The Consumer Assessment of Healthcare Providers and Systems (CAHPS) Home Health Care Survey is designed to measure the experiences of individuals receiving home health care from Medicare-certified home health care providers. The CAHPS has three broad goals: (1) to produce comparable data on the patient’s perspective that allows objective and meaningful comparisons between home health agencies on domains that are important to consumers; (2) public reporting of survey results so as to create incentives for agencies to improve their quality of care; and (3) public reporting to enhance public accountability in health care by increasing the transparency of the quality of care provided in return for public investment.

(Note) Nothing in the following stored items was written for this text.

impl Pen {
    const fn new(tolerance: f64) -> Self {
        Self {
            tolerance,
            current: Point::new(0.0, 0.0),
            subpath_start: Point::new(0.0, 0.0),
            last_cubic_control: None,
            last_quad_control: None,
            line: Vec::new(),
            done: Vec::new(),
        }
    }

    fn apply(&mut self, command: &Command) -> Result<(), SvgError> {
        let mut cubic_control = None;
        let mut quad_control = None;

        match command {
            Command::Move(pos, params) => {
                let letter = letter('M', pos);
                for (i, g) in groups(params, 2, letter)?.enumerate() {
                    let p = self.resolve(pos, g[0], g[1]);
                    if i == 0 {
                        self.move_to(p);
                    } else {
                        self.line_to(p);
                    }
                }
            }
            Command::Line(pos, params) => {
                for g in groups(params, 2, letter('L', pos))? {
                    let p = self.resolve(pos, g[0], g[1]);
                    self.line_to(p);
                }
            }
            Command::HorizontalLine(pos, params) => {
                for g in groups(params, 1, letter('H', pos))? {
                    let x = match pos {
                        Position::Absolute => f64::from(g[0]),
                        Position::Relative => self.current.x + f64::from(g[0]),
                    };
                    self.line_to(Point::new(x, self.current.y));
                }
            }
            Command::VerticalLine(pos, params) => {
                for g in groups(params, 1, letter('V', pos))? {
                    let y = match pos {
                        Position::Absolute => f64::from(g[0]),
                        Position::Relative => self.current.y + f64::from(g[0]),
                    };
                    self.line_to(Point::new(self.current.x, y));
                }
            }
            Command::CubicCurve(pos, params) => {
                for g in groups(params, 6, letter('C', pos))? {
                    let c1 = self.resolve(pos, g[0], g[1]);
                    let c2 = self.resolve(pos, g[2], g[3]);
                    let end = self.resolve(pos, g[4], g[5]);
                    self.cubic_to(c1, c2, end);
                    cubic_control = Some(c2);
                }
            }
            Command::SmoothCubicCurve(pos, params) => {
                for g in groups(params, 4, letter('S', pos))? {
                    let c1 = cubic_control
                        .or(self.last_cubic_control)
                        .map_or(self.current, |c| reflect(c, self.current));
                    let c2 = self.resolve(pos, g[0], g[1]);
                    let end = self.resolve(pos, g[2], g[3]);
                    self.cubic_to(c1, c2, end);
                    cubic_control = Some(c2);
                }
            }
            Command::QuadraticCurve(pos, params) => {
                for g in groups(params, 4, letter('Q', pos))? {
                    let c = self.resolve(pos, g[0], g[1]);
                    let end = self.resolve(pos, g[2], g[3]);
                    self.quad_to(c, end);
                    quad_control = Some(c);
                }
            }
            Command::SmoothQuadraticCurve(pos, params) => {
                for g in groups(params, 2, letter('T', pos))? {
                    let c = quad_control
                        .or(self.last_quad_control)
                        .map_or(self.current, |c| reflect(c, self.current));
                    let end = self.resolve(pos, g[0], g[1]);
                    self.quad_to(c, end);
                    quad_control = Some(c);
                }
            }
            Command::EllipticalArc(pos, params) => {
                for g in groups(params, 7, letter('A', pos))? {
                    let end = self.resolve(pos, g[5], g[6]);
                    let arc = Arc {
                        rx: f64::from(g[0]).abs(),
                        ry: f64::from(g[1]).abs(),
                        rotation: f64::from(g[2]).to_radians(),
                        large: g[3] != 0.0,
                        sweep: g[4] != 0.0,
                    };
                    self.arc_to(&arc, end);
                }
            }
            Command::Close => {
                if !self.line.is_empty() {
                    let start = self.subpath_start;
                    self.line_to(start);
                    self.end_subpath();
                }
                self.current = self.subpath_start;
            }
        }

        self.last_cubic_control = cubic_control;
        self.last_quad_control = quad_control;
        Ok(())
    }

    fn resolve(&self, pos: &Position, x: f32, y: f32) -> Point {
        let (x, y) = (f64::from(x), f64::from(y));
        match pos {
            Position::Absolute => Point::new(x, y),
            Position::Relative => Point::new(self.current.x + x, self.current.y + y),
        }
    }

    fn move_to(&mut self, p: Point) {
        self.end_subpath();
        self.line.push(p);
        self.current = p;
        self.subpath_start = p;
    }

    fn line_to(&mut self, p: Point) {
        if self.line.is_empty() {
            self.line.push(self.current);
            self.subpath_start = self.current;
        }
        self.line.push(p);
        self.current = p;
    }

    fn cubic_to(&mut self, c1: Point, c2: Point, end: Point) {
        let p0 = self.current;
        let bend = second_difference(p0, c1, c2).max(second_difference(c1, c2, end));
        let n = segment_count(6.0 * bend, self.tolerance);
        for i in 1..n {
            #[allow(clippy::cast_precision_loss)]
            let t = i as f64 / n as f64;
            let u = 1.0 - t;
            let (a, b, c, d) = (u * u * u, 3.0 * u * u * t, 3.0 * u * t * t, t * t * t);
            self.line_to(Point::new(
                a * p0.x + b * c1.x + c * c2.x + d * end.x,
                a * p0.y + b * c1.y + c * c2.y + d * end.y,
            ));
        }
        self.line_to(end);
    }

    fn quad_to(&mut self, c: Point, end: Point) {
        let p0 = self.current;
        let n = segment_count(2.0 * second_difference(p0, c, end), self.tolerance);
        for i in 1..n {
            #[allow(clippy::cast_precision_loss)]
            let t = i as f64 / n as f64;
            let u = 1.0 - t;
            let (a, b, d) = (u * u, 2.0 * u * t, t * t);
            self.line_to(Point::new(
                a * p0.x + b * c.x + d * end.x,
                a * p0.y + b * c.y + d * end.y,
            ));
        }
        self.line_to(end);
    }

    /// Endpoint-to-centre conversion of an SVG elliptical arc, then
    /// uniform sampling in angle.
    fn arc_to(&mut self, arc: &Arc, end: Point) {
        let start = self.current;
        if start == end {
            return;
        }
        let (mut rx, mut ry) = (arc.rx, arc.ry);
        if rx == 0.0 || ry == 0.0 {
            self.line_to(end);
            return;
        }

        let (sin, cos) = arc.rotation.sin_cos();
        let hx = (start.x - end.x) / 2.0;
        let hy = (start.y - end.y) / 2.0;
        let x1 = cos * hx + sin * hy;
        let y1 = -sin * hx + cos * hy;

        let lambda = (x1 * x1) / (rx * rx) + (y1 * y1) / (ry * ry);
        if lambda > 1.0 {
            let s = lambda.sqrt();
            rx *= s;
            ry *= s;
        }

        let num = (rx * rx).mul_add(ry * ry, -(rx * rx * y1 * y1) - ry * ry * x1 * x1);
        let den = (rx * rx).mul_add(y1 * y1, ry * ry * x1 * x1);
        let mut coef = (num / den).max(0.0).sqrt();
        if arc.large == arc.sweep {
            coef = -coef;
        }
        let cx1 = coef * rx * y1 / ry;
        let cy1 = -coef * ry * x1 / rx;
        let cx = cos * cx1 - sin * cy1 + (start.x + end.x) / 2.0;
        let cy = sin * cx1 + cos * cy1 + (start.y + end.y) / 2.0;

        let u = ((x1 - cx1) / rx, (y1 - cy1) / ry);
        let v = ((-x1 - cx1) / rx, (-y1 - cy1) / ry);
        let theta = vector_angle((1.0, 0.0), u);
        let mut delta = vector_angle(u, v);
        if !arc.sweep && delta > 0.0 {
            delta -= TAU;
        } else if arc.sweep && delta < 0.0 {
            delta += TAU;
        }

        let radius = rx.max(ry);
        let step = if self.tolerance < radius {
            2.0 * (1.0 - self.tolerance / radius).acos()
        } else {
            PI / 2.0
        };
        let n = clamp_segments((delta.abs() / step).ceil());
        for i in 1..n {
            #[allow(clippy::cast_precision_loss)]
            let angle = theta + delta * (i as f64 / n as f64);
            let (s, c) = angle.sin_cos();
            self.line_to(Point::new(
                cx + rx * c * cos - ry * s * sin,
                cy + rx * c * sin + ry * s * cos,
            ));
        }
        self.line_to(end);
    }

    fn end_subpath(&mut self) {
        if !self.line.is_empty() {
            self.done.push(Polyline::new(std::mem::take(&mut self.line)));
        }
    }

    fn finish(mut self) -> Vec<Polyline> {
        self.end_subpath();
        self.done
    }
}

The home health care CAHPS (HHCAHPS) survey began in October 2009 with agencies that wished to implement the survey on a voluntary basis. The data collected during the voluntary period will be posted in Spring 2011. Agencies will have the option to suppress the reporting of their data collected during the voluntary period.

However, the Home Health Prospective Payment System (HHPPS) Final Rule (November 10, 2009) stated that HHCAHPS will be linked to the quality reporting requirement for the CY 2012 annual payment update (APU). The Centers for Medicare & Medicaid Services (CMS) strongly encourages that the designated quality staff in all Medicare-certified home health agencies (HHAs) read the Final Rule.

The HHCAHPS requires the following: (1) data collection must start in the third quarter of 2010 in the form of a practice “dry run” of the survey, the results of which will not be publicly reported on HH Compare; and (2) the HHAs must conduct a dry run for at least one of the months in the third quarter of 2010, and continuously collect HHCAHPS data every month beginning in October 2010. The specific deadlines for the dry run in the third quarter of 2010, and the deadline for the fourth quarter are stated in the Final Rule.

Finally, the Final Rule states that there will be exemptions for newly Medicare-certified HHAs, and also for HHAs with less than 60 eligible patients in an annual period that is defined in the rule. HHAs must provide CMS with patient counts from April 1, 2009 through March 31, 2010 (if fewer than 60) by June 16, 2010 to be exempt from the 2012 APU reporting requirements.